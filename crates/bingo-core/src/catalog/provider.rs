use std::fs;
use std::path::Path;
use std::sync::Arc;

use serde::{Deserialize, Serialize};
use strum::{EnumIter, IntoEnumIterator, IntoStaticStr};
use tracing::{debug, error};

use crate::catalog::BingoMonster;
use crate::error::{Error, Result};

/// Catalog lookup key. Extreme boards draw from `Hard`.
#[derive(
    Debug, Clone, Copy, PartialEq, Eq, Hash, Serialize, Deserialize, EnumIter, IntoStaticStr,
)]
#[serde(rename_all = "lowercase")]
#[strum(serialize_all = "lowercase")]
pub enum CatalogTier {
    Easy,
    Medium,
    Hard,
}

impl CatalogTier {
    pub const ALL: [CatalogTier; 3] = [Self::Easy, Self::Medium, Self::Hard];
}

impl std::fmt::Display for CatalogTier {
    fn fmt(&self, f: &mut std::fmt::Formatter<'_>) -> std::fmt::Result {
        let name: &'static str = self.into();
        f.pad(name)
    }
}

/// Source of eligible objectives for a catalog tier
pub trait CatalogProvider {
    /// All objectives eligible for `tier`
    fn objectives(&self, tier: CatalogTier) -> &[Arc<BingoMonster>];

    /// Exact-name lookup within `tier`
    fn find(&self, tier: CatalogTier, name: &str) -> Option<Arc<BingoMonster>> {
        self.objectives(tier)
            .iter()
            .find(|m| m.name == name)
            .cloned()
    }
}

#[derive(Debug, Default, Deserialize)]
struct CatalogFile {
    #[serde(default)]
    easy: Vec<BingoMonster>,
    #[serde(default)]
    medium: Vec<BingoMonster>,
    #[serde(default)]
    hard: Vec<BingoMonster>,
}

/// In-memory catalog, usually loaded from a JSON file
///
/// File format: `{"easy": [...], "medium": [...], "hard": [...]}` where each
/// entry is `{"name": "...", "quest_ids": [..]}`.
#[derive(Debug, Clone, Default)]
pub struct StaticCatalog {
    easy: Vec<Arc<BingoMonster>>,
    medium: Vec<Arc<BingoMonster>>,
    hard: Vec<Arc<BingoMonster>>,
}

impl StaticCatalog {
    pub fn new() -> Self {
        Self::default()
    }

    pub fn load<P: AsRef<Path>>(path: P) -> Result<Self> {
        let content = fs::read_to_string(path)?;
        Self::parse(&content)
    }

    pub fn parse(content: &str) -> Result<Self> {
        let file: CatalogFile =
            serde_json::from_str(content).map_err(|e| Error::CatalogParse(e.to_string()))?;

        let wrap = |list: Vec<BingoMonster>| list.into_iter().map(Arc::new).collect();
        let catalog = Self {
            easy: wrap(file.easy),
            medium: wrap(file.medium),
            hard: wrap(file.hard),
        };

        debug!(
            "Parsed catalog: easy={}, medium={}, hard={}",
            catalog.easy.len(),
            catalog.medium.len(),
            catalog.hard.len()
        );
        Ok(catalog)
    }

    /// Add an objective to a tier
    pub fn insert(&mut self, tier: CatalogTier, monster: BingoMonster) {
        self.list_mut(tier).push(Arc::new(monster));
    }

    #[must_use]
    pub fn with(mut self, tier: CatalogTier, monster: BingoMonster) -> Self {
        self.insert(tier, monster);
        self
    }

    /// Check that every tier has objectives and that the fixed Extreme
    /// center objective is present in the Hard catalog.
    pub fn validate(&self, extreme_center: &str) -> Result<()> {
        for tier in CatalogTier::iter() {
            if self.objectives(tier).is_empty() {
                error!("Catalog validation failed: {} catalog is empty", tier);
                return Err(Error::EmptyCatalog(tier));
            }
        }

        if self.find(CatalogTier::Hard, extreme_center).is_none() {
            error!(
                "Catalog validation failed: extreme center {:?} missing from hard catalog",
                extreme_center
            );
            return Err(Error::CatalogEntryMissing {
                name: extreme_center.to_string(),
                tier: CatalogTier::Hard,
            });
        }

        Ok(())
    }

    pub fn len(&self) -> usize {
        self.easy.len() + self.medium.len() + self.hard.len()
    }

    pub fn is_empty(&self) -> bool {
        self.len() == 0
    }

    fn list_mut(&mut self, tier: CatalogTier) -> &mut Vec<Arc<BingoMonster>> {
        match tier {
            CatalogTier::Easy => &mut self.easy,
            CatalogTier::Medium => &mut self.medium,
            CatalogTier::Hard => &mut self.hard,
        }
    }
}

impl CatalogProvider for StaticCatalog {
    fn objectives(&self, tier: CatalogTier) -> &[Arc<BingoMonster>] {
        match tier {
            CatalogTier::Easy => &self.easy,
            CatalogTier::Medium => &self.medium,
            CatalogTier::Hard => &self.hard,
        }
    }
}

#[cfg(test)]
mod tests {
    use super::*;

    const SAMPLE: &str = r#"{
        "easy": [{"name": "Yian Kut-Ku", "quest_ids": [1, 2]}],
        "medium": [{"name": "Rathian", "quest_ids": [10]}],
        "hard": [
            {"name": "Espinas", "quest_ids": [20]},
            {"name": "Disufiroa", "quest_ids": [99, 100]}
        ]
    }"#;

    #[test]
    fn test_parse_catalog() {
        let catalog = StaticCatalog::parse(SAMPLE).unwrap();
        assert_eq!(catalog.len(), 4);
        assert_eq!(catalog.objectives(CatalogTier::Hard).len(), 2);
        assert_eq!(catalog.objectives(CatalogTier::Easy)[0].name, "Yian Kut-Ku");
    }

    #[test]
    fn test_parse_invalid_json() {
        let result = StaticCatalog::parse("{ not json");
        assert!(matches!(result, Err(Error::CatalogParse(_))));
    }

    #[test]
    fn test_find_exact_name() {
        let catalog = StaticCatalog::parse(SAMPLE).unwrap();
        assert!(catalog.find(CatalogTier::Hard, "Disufiroa").is_some());
        assert!(catalog.find(CatalogTier::Hard, "disufiroa").is_none());
        assert!(catalog.find(CatalogTier::Easy, "Disufiroa").is_none());
    }

    #[test]
    fn test_validate_ok() {
        let catalog = StaticCatalog::parse(SAMPLE).unwrap();
        assert!(catalog.validate("Disufiroa").is_ok());
    }

    #[test]
    fn test_validate_missing_center() {
        let catalog = StaticCatalog::parse(SAMPLE).unwrap();
        let result = catalog.validate("Shantien");
        assert!(matches!(
            result,
            Err(Error::CatalogEntryMissing { tier: CatalogTier::Hard, .. })
        ));
    }

    #[test]
    fn test_validate_empty_tier() {
        let catalog = StaticCatalog::new().with(CatalogTier::Hard, BingoMonster::new("Disufiroa", [1]));
        assert!(matches!(
            catalog.validate("Disufiroa"),
            Err(Error::EmptyCatalog(CatalogTier::Easy))
        ));
    }
}
mod cli;
mod cli_utils;
mod commands;
mod render;
mod script;

use anyhow::Result;
use clap::Parser;
use cli::{Args, Command};
use tracing_subscriber::EnvFilter;

fn main() -> Result<()> {
    let args = Args::parse();

    let env_filter = EnvFilter::try_from_default_env()
        .unwrap_or_else(|_| EnvFilter::new("bingo=info,bingo_core=info"));
    tracing_subscriber::fmt().with_env_filter(env_filter).init();

    let config = cli_utils::load_config(args.config.as_deref());

    match args.command {
        Command::Board {
            catalog,
            difficulty,
            seed,
            json,
        } => commands::board::run(&config, &catalog, difficulty, seed, json),
        Command::Play {
            catalog,
            script,
            balance,
            seed,
            no_history,
            json,
        } => commands::play::run(
            &config,
            commands::play::PlayOptions {
                catalog: &catalog,
                script: &script,
                balance,
                seed,
                record_history: !no_history,
                json,
            },
        ),
        Command::Validate { catalog } => commands::validate::run(&config, &catalog),
    }
}
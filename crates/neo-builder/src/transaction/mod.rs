//! Transactions: signers, the transaction envelope itself, and the
//! builder that assembles and fee-estimates one against a Node Client.

pub mod call_flags;
pub mod signer;
pub mod transaction;
pub mod transaction_builder;

pub use call_flags::CallFlags;
pub use signer::Signer;
pub use transaction::Transaction;
pub use transaction_builder::{
    FeePolicy, TransactionBuilder, WitnessShape, WitnessSource, MAX_VALID_UNTIL_BLOCK_INCREMENT,
};
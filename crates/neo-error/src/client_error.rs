use thiserror::Error;

/// Errors surfaced by a `neo_client::NodeClient` implementation.
///
/// The transaction builder treats every variant here as non-retryable:
/// it propagates the error and leaves its own state untouched.
#[derive(Error, Debug, Clone, PartialEq)]
pub enum ClientError {
    #[error("node rejected the request: {0}")]
    RequestFailed(String),

    #[error("VM faulted during invocation: {0}")]
    VmFault(String),

    #[error("unexpected result shape: {0}")]
    UnexpectedResult(String),

    #[error("transaction rejected by node (code {code}): {message}")]
    TransactionRejected { code: i64, message: String },

    #[error("connection error: {0}")]
    Connection(String),
}
#[cfg(test)]
mod tests {
    use super::*;

    fn trivial_contract() -> ClassIr {
        ClassIr {
            name: "Contract".into(),
            super_class: None,
            fields: vec![],
            methods: vec![MethodIr {
                name: "main".into(),
                is_static: true,
                is_public: true,
                params: vec![],
                return_type: JvmType::Void,
                locals: vec![],
                body: vec![Instruction { instr: Instr::Return, line: None }],
                try_regions: vec![],
                is_constructor: false,
            }],
            is_contract_class: true,
            is_struct: false,
        }
    }

    #[test]
    fn compiles_a_single_exported_method_into_a_nef_and_manifest() {
        let classes = vec![trivial_contract()];
        let pragmas = PragmaMap::new();
        let config = ManifestConfig { name: "TestContract".into(), ..Default::default() };

        let (nef, manifest) = compile(&classes, &pragmas, config).unwrap();

        assert_eq!(nef.compiler, NEF_COMPILER_NAME);
        assert!(nef.tokens.is_empty());
        assert!(!nef.script.is_empty());
        assert_eq!(manifest.abi.methods.len(), 1);
        assert_eq!(manifest.abi.methods[0].name, "main");
        // _initialize comes first in declaration order only if declared
        // first; here `main` is declared before `_initialize`, so its
        // offset is 0 (INITSSLOT-less body: RET).
        assert_eq!(manifest.abi.methods[0].offset, 0);
    }

    #[test]
    fn rejects_a_compilation_unit_with_no_contract_class() {
        let mut class = trivial_contract();
        class.is_contract_class = false;
        let err = compile(&[class], &PragmaMap::new(), ManifestConfig::default()).unwrap_err();
        assert!(matches!(err, CompilerError::NoContractClass));
    }

    #[test]
    fn rejects_a_non_static_field_outside_a_struct_class() {
        let mut class = trivial_contract();
        class.fields.push(FieldIr { name: "balance".into(), ty: JvmType::Integer, is_static: false, event: None });
        let err = compile(&[class], &PragmaMap::new(), ManifestConfig::default()).unwrap_err();
        assert!(matches!(err, CompilerError::NonStaticField(_)));
    }

    #[test]
    fn exported_methods_exclude_the_static_initializer_and_constructors() {
        let mut class = trivial_contract();
        class.methods.push(MethodIr {
            name: "<clinit>".into(),
            is_static: true,
            is_public: false,
            params: vec![],
            return_type: JvmType::Void,
            locals: vec![],
            body: vec![Instruction { instr: Instr::Return, line: None }],
            try_regions: vec![],
            is_constructor: false,
        });
        class.methods.push(MethodIr {
            name: "<init>".into(),
            is_static: false,
            is_public: false,
            params: vec![],
            return_type: JvmType::Void,
            locals: vec![],
            body: vec![Instruction { instr: Instr::Return, line: None }],
            try_regions: vec![],
            is_constructor: true,
        });
        let exported = exported_methods(&class);
        assert_eq!(exported.len(), 1);
        assert_eq!(exported[0].name, "main");
    }

    #[test]
    fn static_slots_are_assigned_sequentially_across_classes() {
        let mut a = trivial_contract();
        a.fields.push(FieldIr { name: "owner".into(), ty: JvmType::Hash160, is_static: true, event: None });
        let mut b = trivial_contract();
        b.name = "Helper".into();
        b.is_contract_class = false;
        b.fields.push(FieldIr { name: "total".into(), ty: JvmType::Integer, is_static: true, event: None });

        let slots = assign_static_slots(&[a, b]).unwrap();
        assert_eq!(slots["Contract.owner"], 0);
        assert_eq!(slots["Helper.total"], 1);
    }
}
● ● ●
▶ [What the task requires] Which lines of the records above contain the word "balance"? Report each one.

▶ [Answer]
            balance,
                balance,
        class.fields.push(FieldIr { name: "balance".into(), ty: JvmType::Integer, is_static: false, event: None });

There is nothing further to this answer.